Gallimard, éditeur de l’œuvre de Camus, participe en effet activement à cet anniversaire avec pas moins de vingt-deux titres publiés à la rentrée, dont trois volumes inédits de correspondance (voir p. 16). « Camus fait partie de ces écrivains au statut particulier chez Gallimard, qui ont eu un rôle éditorial dans la maison », explique Alban Cerisier qui coordonne ces publications. Un pari pour la maison, mais un risque mesuré car l’auteur reste une valeur sûre du catalogue, avec un long-seller, L’étranger. Chaque année, Folio vend désormais 160 000 exemplaires de l’ouvrage qui est « le titre le plus prescrit en classe de première », selon l’éditeur. Toutes éditions confondues, ses ventes atteignent 8 millions d’exemplaires (avec une progression de 9,5 % entre 2007 et 2012) après un premier tirage à 4 400 exemplaires en pleine Seconde Guerre mondiale et deux réimpressions équivalentes fin 1942 et début 1943. Surtout, les valeurs transmises par les écrits de Camus entrent aujourd’hui en résonance avec les interrogations du monde actuel, et les ventes de l’ensemble de ses ouvrages, qui se chiffrent à 22 millions d’exemplaires en langue française, ne cessent d’augmenter.

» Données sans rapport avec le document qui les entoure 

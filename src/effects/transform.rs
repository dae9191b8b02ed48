//! Per-pixel transforms behind the defeat effect
//!
//! Every function here mutates the buffer in place. Whoever displays the
//! image has to re-upload or re-composite it afterward.

use crate::image::{Image, Rgba};

/// Purple the recolor blends toward, scaled by pixel brightness
pub const DEFEAT_PURPLE: (u8, u8, u8) = (0xEE, 0x66, 0xFF);

/// Scale one channel of the target color by brightness `v` (truncating)
#[inline]
fn scale_channel(target: u8, v: u8) -> u8 {
    (target as u16 * v as u16 / 255) as u8
}

/// Remap a single pixel. Transparent pixels come back unchanged.
#[inline]
pub fn recolor_pixel(c: Rgba, threshold: u8, alpha: u8) -> Rgba {
    if c.a == 0 {
        return c;
    }
    let v = c.brightness();
    if v > threshold {
        Rgba::new(
            scale_channel(DEFEAT_PURPLE.0, v),
            scale_channel(DEFEAT_PURPLE.1, v),
            scale_channel(DEFEAT_PURPLE.2, v),
            alpha,
        )
    } else {
        // Dark pixels are the outline, keep their color
        Rgba { a: alpha, ..c }
    }
}

/// Brightness-based purple remap over the whole image.
///
/// Pixels brighter than `threshold` become [`DEFEAT_PURPLE`] scaled by their
/// brightness; the rest keep their color. Every visible pixel gets `alpha`.
pub fn recolor(image: &mut Image, threshold: u8, alpha: u8) {
    for px in image.pixels_mut() {
        *px = recolor_pixel(*px, threshold, alpha);
    }
}

/// Erase one diagonal stripe.
///
/// For each band of `line_pitch` rows starting at `y`, column `x` targets row
/// offset `p = x mod line_pitch + step`, pulled back by `line_pitch` whenever
/// `p + y > line_pitch`. On later bands that pull-back lands in the band above.
/// Positions outside the buffer are skipped.
///
/// Running every stripe leaves part of the top row (and of the last band)
/// visible, e.g. 6 of 32 pixels on 8×4 with pitch 4.
pub fn dissolve_stripe(image: &mut Image, step: u32, line_pitch: u32) {
    if line_pitch == 0 {
        return;
    }
    let width = i64::from(image.width());
    let height = i64::from(image.height());
    let pitch = i64::from(line_pitch);
    let step = i64::from(step);
    let pixels = image.pixels_mut();

    for y in (0..height).step_by(line_pitch as usize) {
        for x in 0..width {
            let mut p = x % pitch + step;
            if p + y > pitch {
                p -= pitch;
            }
            let pos = x + p * width + y * width;
            if let Some(px) = usize::try_from(pos).ok().and_then(|i| pixels.get_mut(i)) {
                px.a = 0;
            }
        }
    }
}

/// Overlay alpha for a linear whiteout ramp from `start` to `end` over `total`
/// seconds, sampled at `now`.
///
/// The fade amount is rounded half to even. Returns `None` when the fade
/// amount is negative (an `end` above `start`) or not representable, in which
/// case the overlay should be left as it is.
pub fn whiteout_alpha(now: f32, total: f32, start: u8, end: u8) -> Option<u8> {
    if total <= 0.0 {
        return None;
    }
    let white = now * ((start as f32 - end as f32) / total);
    if white >= 0.0 && white < 255.5 {
        Some(start.saturating_sub(white.round_ties_even() as u8))
    } else {
        None
    }
}
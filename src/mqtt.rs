//! MQTT trigger for remote defeat effects
//!
//! Connects to an MQTT broker and subscribes to a topic. Each message becomes
//! a [`TriggerCommand`] forwarded to the main loop, which acts on it the same
//! way it acts on a click.
//!
//! Payloads are either a bare word (`defeat`, `trigger`, `reset`) or JSON:
//! `{"command": "defeat", "targets": [0, 2]}`.

use rumqttc::{Client, Event, MqttOptions, Packet, QoS};
use serde::Deserialize;
use std::sync::mpsc::{self, Receiver, Sender};
use std::thread;
use std::time::Duration;
use thiserror::Error;
use tracing::{info, warn};

const DEFAULT_HOST: &str = "localhost";
const DEFAULT_PORT: u16 = 1883;
const DEFAULT_TOPIC: &str = "defeatfx";

/// Errors that can occur while connecting to the broker
#[derive(Error, Debug)]
pub enum TriggerError {
    #[error("failed to subscribe to topic '{topic}': {source}")]
    Subscribe {
        topic: String,
        source: rumqttc::ClientError,
    },
    #[error("failed to connect to MQTT broker at {host}:{port}: {source}")]
    Connect {
        host: String,
        port: u16,
        source: rumqttc::ConnectionError,
    },
    #[error("failed to connect to MQTT broker at {host}:{port}: connection closed")]
    Closed { host: String, port: u16 },
}

/// What a trigger asks the effects to do
#[derive(Debug, Clone, Copy, PartialEq, Eq, Deserialize)]
#[serde(rename_all = "lowercase")]
pub enum TriggerAction {
    /// Start the defeat effect
    #[serde(alias = "trigger")]
    Defeat,
    /// Re-arm with the original image
    Reset,
}

/// A parsed trigger message
#[derive(Debug, Clone, PartialEq, Eq, Deserialize)]
pub struct TriggerCommand {
    #[serde(rename = "command")]
    pub action: TriggerAction,
    /// Sprite indices to act on; all of them when absent
    #[serde(default)]
    pub targets: Option<Vec<usize>>,
}

impl TriggerCommand {
    /// Parse a payload, JSON first, then a bare command word
    pub fn parse(payload: &str) -> Option<Self> {
        let text = payload.trim();
        if text.is_empty() {
            return None;
        }
        if let Ok(cmd) = serde_json::from_str::<Self>(text) {
            return Some(cmd);
        }
        let action = match text.to_lowercase().as_str() {
            "defeat" | "trigger" | "go" => TriggerAction::Defeat,
            "reset" | "rearm" => TriggerAction::Reset,
            _ => return None,
        };
        Some(Self {
            action,
            targets: None,
        })
    }

    /// Whether sprite `index` is addressed by this command
    pub fn targets(&self, index: usize) -> bool {
        self.targets.as_ref().map_or(true, |t| t.contains(&index))
    }
}

/// MQTT client that receives trigger commands in a background thread
pub struct TriggerListener {
    receiver: Receiver<TriggerCommand>,
    _thread: thread::JoinHandle<()>,
}

impl TriggerListener {
    /// Connect to the broker and subscribe.
    /// Fails immediately if connection cannot be established.
    pub fn connect(host: &str, topic: &str) -> Result<Self, TriggerError> {
        let host = if host.is_empty() { DEFAULT_HOST } else { host };
        let topic = if topic.is_empty() { DEFAULT_TOPIC } else { topic };

        let mut options = MqttOptions::new("defeatfx", host, DEFAULT_PORT);
        options.set_keep_alive(Duration::from_secs(30));

        let (client, mut connection) = Client::new(options, 10);

        client
            .subscribe(topic, QoS::AtMostOnce)
            .map_err(|source| TriggerError::Subscribe {
                topic: topic.to_string(),
                source,
            })?;

        // Poll once so an unreachable broker fails here rather than in the thread
        match connection.iter().next() {
            Some(Ok(_)) => {},
            Some(Err(source)) => {
                return Err(TriggerError::Connect {
                    host: host.to_string(),
                    port: DEFAULT_PORT,
                    source,
                });
            },
            None => {
                return Err(TriggerError::Closed {
                    host: host.to_string(),
                    port: DEFAULT_PORT,
                });
            },
        }

        let (sender, receiver) = mpsc::channel();
        let topic_owned = topic.to_string();

        let handle = thread::spawn(move || {
            Self::message_loop(connection, sender, &topic_owned);
        });

        info!(host, port = DEFAULT_PORT, topic, "MQTT trigger connected");

        Ok(Self {
            receiver,
            _thread: handle,
        })
    }

    fn message_loop(
        mut connection: rumqttc::Connection,
        sender: Sender<TriggerCommand>,
        topic: &str,
    ) {
        for event in connection.iter() {
            match event {
                Ok(Event::Incoming(Packet::Publish(publish))) if publish.topic == topic => {
                    let Ok(text) = std::str::from_utf8(&publish.payload) else {
                        warn!("MQTT payload is not UTF-8, ignored");
                        continue;
                    };
                    match TriggerCommand::parse(text) {
                        Some(cmd) => {
                            if sender.send(cmd).is_err() {
                                // Main thread gone, exit
                                break;
                            }
                        },
                        None => warn!(payload = text, "unrecognized trigger payload"),
                    }
                },
                Ok(_) => {},
                Err(e) => {
                    // Keep going, rumqttc reconnects on the next poll
                    warn!(error = %e, "MQTT error");
                },
            }
        }
    }

    /// Drain every command received since the last poll (non-blocking)
    pub fn poll(&self) -> Vec<TriggerCommand> {
        self.receiver.try_iter().collect()
    }

    pub fn default_topic() -> &'static str {
        DEFAULT_TOPIC
    }
}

Au programme de Gallimard, on trouvera donc un « Quarto » mais aussi un passage en Folio des Carnets, deux pièces de théâtre (Un cas intéressant et La dévotion à la croix), ses Journaux de voyages et ses articles à Combat ainsi qu’une nouvelle édition de l’essai d’Yves Marc Ajchenbaum sur Combat et quatre coffrets dont L’absurde et La révolte réunissant plusieurs textes. François Berland lit La chute, un CD disponible en « Ecoutez lire », et deux biographies de Pierre-Louis Rey et de Virgil Tanase seront remises en vente. Un ami d’enfance de l’écrivain, Abel-Paul Pitous, témoignera dans Mon cher Albert. Enfin, deux albums compléteront cette célébration de papier, celui de Catherine Camus (voir p. 16) et le catalogue accompagnant « Albert Camus, citoyen du monde ».
Expo.
Car il y aura bien une exposition à la Cité du livre d’Aix-en-Provence, du 5 octobre au 4 janvier. Mais à la suite des cafouillages des débuts (voir ci-contre), on a préféré au commissariat médiatique une direction scientifique, avec Agnès Spiquel, Marie-Sophie Doudet, Pierre-Louis Rey et Maurice Weyembergh ainsi que la responsable du Centre Albert Camus, Marcelle Mahasela. L’exposition sera marquée par la création multimédia dans sa scénographie, signée Yacine Aït Kaci. Plusieurs débats sont annoncés, notamment autour de « Vivre avec Camus », documentaire diffusé sur Arte le 9 octobre à 22 h 20. Le jour de l’anniversaire, le 7 novembre, l’émission « La grande librairie » émettra depuis la bibliothèque Méjanes d’Aix. Lourmarin prévoit aussi son exposition, lors du Salon du livre ancien et de la bibliophilie du 5 au 8 septembre.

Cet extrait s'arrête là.